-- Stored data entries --
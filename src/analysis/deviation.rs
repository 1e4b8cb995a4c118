//! Deviation analyzer: timing outliers, sequence issues and the word passes.
//!
//! The passes are independent; their anomalies are merged into one list in
//! a fixed order (outliers, status, command, data, sequence) so reports are
//! reproducible.

use serde::{Deserialize, Serialize};

use crate::aggregate::Stream;
use crate::analysis::words::{
    analyze_command_words, analyze_data_words, analyze_status_words, CommandWordReport,
    DataWordReport, StatusWordReport,
};
use crate::config::{AnalysisConfig, AnalysisMode};
use crate::models::{Anomaly, AnomalyType, Severity};
use crate::stats::{self, round6};

/// Tukey fences used by the outlier pass.
#[derive(Debug, Clone, PartialEq, Serialize, Deserialize)]
pub struct OutlierBounds {
    pub q1: f64,
    pub q3: f64,
    pub iqr: f64,
    pub lower: f64,
    pub upper: f64,
}

#[derive(Debug, Clone, PartialEq, Serialize, Deserialize)]
pub struct DeviationStats {
    // ---
    pub message_count: usize,
    pub timing_outliers: usize,
    /// Absent when the stream has too few intervals for the outlier pass.
    pub outlier_bounds: Option<OutlierBounds>,
    /// Median interval, the reference for sequence checks.
    pub expected_interval: f64,
    pub sequence_issues: usize,
    pub anomalies: Vec<Anomaly>,
    pub status_words: Option<StatusWordReport>,
    pub command_words: Option<CommandWordReport>,
    pub data_words: Option<DataWordReport>,
}

impl DeviationStats {
    pub fn anomaly_count(&self) -> usize {
        self.anomalies.len()
    }
}

/// Run every deviation pass that `mode` enables over one stream.
pub fn analyze(
    stream: &Stream<'_>,
    data_columns: &[String],
    mode: AnalysisMode,
    cfg: &AnalysisConfig,
) -> DeviationStats {
    // ---
    let mut anomalies = Vec::new();

    let (outlier_bounds, outliers) = timing_outliers(stream, cfg);
    let timing_outliers = outliers.len();
    anomalies.extend(outliers);

    let (status_words, command_words, data_words) = match mode {
        AnalysisMode::Full => {
            let status = analyze_status_words(&stream.records);
            let command = analyze_command_words(&stream.records);
            let data = analyze_data_words(&stream.records, data_columns, cfg);

            anomalies.extend(status.errors.iter().cloned());
            anomalies.extend(status.warnings.iter().cloned());
            anomalies.extend(command.violations.iter().cloned());
            anomalies.extend(data.anomalies.iter().cloned());
            (Some(status), Some(command), Some(data))
        }
        AnalysisMode::Timing => (None, None, None),
    };

    let expected_interval = stats::median(&stream.intervals);
    let (sequence_issues, sequence_anomalies) = sequence_issues(stream, expected_interval, cfg);
    anomalies.extend(sequence_anomalies);

    DeviationStats {
        message_count: stream.len(),
        timing_outliers,
        outlier_bounds,
        expected_interval: round6(expected_interval),
        sequence_issues,
        anomalies,
        status_words,
        command_words,
        data_words,
    }
}

/// IQR outlier detection over the interval series.
///
/// Interval `i` separates records `i` and `i + 1`; its anomaly is located at
/// the later record.
fn timing_outliers(stream: &Stream<'_>, cfg: &AnalysisConfig) -> (Option<OutlierBounds>, Vec<Anomaly>) {
    // ---
    let intervals = &stream.intervals;
    if intervals.len() <= cfg.outlier_min_intervals {
        return (None, Vec::new());
    }

    let q1 = stats::quantile(intervals, 0.25);
    let q3 = stats::quantile(intervals, 0.75);
    let iqr = q3 - q1;
    let lower = q1 - cfg.iqr_factor * iqr;
    let upper = q3 + cfg.iqr_factor * iqr;

    let found = intervals
        .iter()
        .enumerate()
        .filter(|(_, iv)| **iv < lower || **iv > upper)
        .map(|(i, iv)| {
            let severity = if *iv > 2.0 * upper || *iv < 0.5 * lower {
                Severity::High
            } else {
                Severity::Moderate
            };
            Anomaly::new(
                AnomalyType::TimingOutlier,
                severity,
                format!(
                    "interval {:.6}s outside expected range [{:.6}, {:.6}]",
                    iv, lower, upper
                ),
            )
            .at_time(stream.records[i + 1].relative_time)
            .at_occurrence(i + 1)
        })
        .collect();

    let bounds = OutlierBounds {
        q1: round6(q1),
        q3: round6(q3),
        iqr: round6(iqr),
        lower: round6(lower),
        upper: round6(upper),
    };
    (Some(bounds), found)
}

/// Intervals straying from the median by more than the tolerance.
///
/// Every deviating interval counts as an issue; only clearly late (more than
/// double) or early (less than half) ones produce an anomaly.
fn sequence_issues(stream: &Stream<'_>, expected: f64, cfg: &AnalysisConfig) -> (usize, Vec<Anomaly>) {
    // ---
    if expected <= 0.0 {
        return (0, Vec::new());
    }
    let tolerance = cfg.sequence_tolerance * expected;

    let mut count = 0;
    let mut found = Vec::new();
    for (i, iv) in stream.intervals.iter().enumerate() {
        if (iv - expected).abs() <= tolerance {
            continue;
        }
        count += 1;

        let finding = if *iv > 2.0 * expected {
            Some((AnomalyType::DelayedMessage, Severity::Moderate, "delayed"))
        } else if *iv < 0.5 * expected {
            Some((AnomalyType::EarlyMessage, Severity::Low, "early"))
        } else {
            None
        };
        if let Some((kind, severity, label)) = finding {
            found.push(
                Anomaly::new(
                    kind,
                    severity,
                    format!("message {label}: interval {iv:.6}s vs expected {expected:.6}s"),
                )
                .at_time(stream.records[i + 1].relative_time)
                .at_occurrence(i + 1),
            );
        }
    }
    (count, found)
}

-- The task --
Copy out all of the lines above exactly.

-- Exercise answer --
filename src/analysis/deviation.rs
repository 1e4b8cb995a4c118
//! Deviation analyzer: timing outliers, sequence issues and the word passes.
//!
//! The passes are independent; their anomalies are merged into one list in
//! a fixed order (outliers, status, command, data, sequence) so reports are
//! reproducible.

use serde::{Deserialize, Serialize};

use crate::aggregate::Stream;
use crate::analysis::words::{
    analyze_command_words, analyze_data_words, analyze_status_words, CommandWordReport,
    DataWordReport, StatusWordReport,
};
use crate::config::{AnalysisConfig, AnalysisMode};
use crate::models::{Anomaly, AnomalyType, Severity};
use crate::stats::{self, round6};

/// Tukey fences used by the outlier pass.
#[derive(Debug, Clone, PartialEq, Serialize, Deserialize)]
pub struct OutlierBounds {
    pub q1: f64,
    pub q3: f64,
    pub iqr: f64,
    pub lower: f64,
    pub upper: f64,
}

#[derive(Debug, Clone, PartialEq, Serialize, Deserialize)]
pub struct DeviationStats {
    // ---
    pub message_count: usize,
    pub timing_outliers: usize,
    /// Absent when the stream has too few intervals for the outlier pass.
    pub outlier_bounds: Option<OutlierBounds>,
    /// Median interval, the reference for sequence checks.
    pub expected_interval: f64,
    pub sequence_issues: usize,
    pub anomalies: Vec<Anomaly>,
    pub status_words: Option<StatusWordReport>,
    pub command_words: Option<CommandWordReport>,
    pub data_words: Option<DataWordReport>,
}

impl DeviationStats {
    pub fn anomaly_count(&self) -> usize {
        self.anomalies.len()
    }
}

/// Run every deviation pass that `mode` enables over one stream.
pub fn analyze(
    stream: &Stream<'_>,
    data_columns: &[String],
    mode: AnalysisMode,
    cfg: &AnalysisConfig,
) -> DeviationStats {
    // ---
    let mut anomalies = Vec::new();

    let (outlier_bounds, outliers) = timing_outliers(stream, cfg);
    let timing_outliers = outliers.len();
    anomalies.extend(outliers);

    let (status_words, command_words, data_words) = match mode {
        AnalysisMode::Full => {
            let status = analyze_status_words(&stream.records);
            let command = analyze_command_words(&stream.records);
            let data = analyze_data_words(&stream.records, data_columns, cfg);

            anomalies.extend(status.errors.iter().cloned());
            anomalies.extend(status.warnings.iter().cloned());
            anomalies.extend(command.violations.iter().cloned());
            anomalies.extend(data.anomalies.iter().cloned());
            (Some(status), Some(command), Some(data))
        }
        AnalysisMode::Timing => (None, None, None),
    };

    let expected_interval = stats::median(&stream.intervals);
    let (sequence_issues, sequence_anomalies) = sequence_issues(stream, expected_interval, cfg);
    anomalies.extend(sequence_anomalies);

    DeviationStats {
        message_count: stream.len(),
        timing_outliers,
        outlier_bounds,
        expected_interval: round6(expected_interval),
        sequence_issues,
        anomalies,
        status_words,
        command_words,
        data_words,
    }
}

/// IQR outlier detection over the interval series.
///
/// Interval `i` separates records `i` and `i + 1`; its anomaly is located at
/// the later record.
fn timing_outliers(stream: &Stream<'_>, cfg: &AnalysisConfig) -> (Option<OutlierBounds>, Vec<Anomaly>) {
    // ---
    let intervals = &stream.intervals;
    if intervals.len() <= cfg.outlier_min_intervals {
        return (None, Vec::new());
    }

    let q1 = stats::quantile(intervals, 0.25);
    let q3 = stats::quantile(intervals, 0.75);
    let iqr = q3 - q1;
    let lower = q1 - cfg.iqr_factor * iqr;
    let upper = q3 + cfg.iqr_factor * iqr;

    let found = intervals
        .iter()
        .enumerate()
        .filter(|(_, iv)| **iv < lower || **iv > upper)
        .map(|(i, iv)| {
            let severity = if *iv > 2.0 * upper || *iv < 0.5 * lower {
                Severity::High
            } else {
                Severity::Moderate
            };
            Anomaly::new(
                AnomalyType::TimingOutlier,
                severity,
                format!(
                    "interval {:.6}s outside expected range [{:.6}, {:.6}]",
                    iv, lower, upper
                ),
            )
            .at_time(stream.records[i + 1].relative_time)
            .at_occurrence(i + 1)
        })
        .collect();

    let bounds = OutlierBounds {
        q1: round6(q1),
        q3: round6(q3),
        iqr: round6(iqr),
        lower: round6(lower),
        upper: round6(upper),
    };
    (Some(bounds), found)
}

/// Intervals straying from the median by more than the tolerance.
///
/// Every deviating interval counts as an issue; only clearly late (more than
/// double) or early (less than half) ones produce an anomaly.
fn sequence_issues(stream: &Stream<'_>, expected: f64, cfg: &AnalysisConfig) -> (usize, Vec<Anomaly>) {
    // ---
    if expected <= 0.0 {
        return (0, Vec::new());
    }
    let tolerance = cfg.sequence_tolerance * expected;

    let mut count = 0;
    let mut found = Vec::new();
    for (i, iv) in stream.intervals.iter().enumerate() {
        if (iv - expected).abs() <= tolerance {
            continue;
        }
        count += 1;

        let finding = if *iv > 2.0 * expected {
            Some((AnomalyType::DelayedMessage, Severity::Moderate, "delayed"))
        } else if *iv < 0.5 * expected {
            Some((AnomalyType::EarlyMessage, Severity::Low, "early"))
        } else {
            None
        };
        if let Some((kind, severity, label)) = finding {
            found.push(
                Anomaly::new(
                    kind,
                    severity,
                    format!("message {label}: interval {iv:.6}s vs expected {expected:.6}s"),
                )
                .at_time(stream.records[i + 1].relative_time)
                .at_occurrence(i + 1),
            );
        }
    }
    (count, found)
}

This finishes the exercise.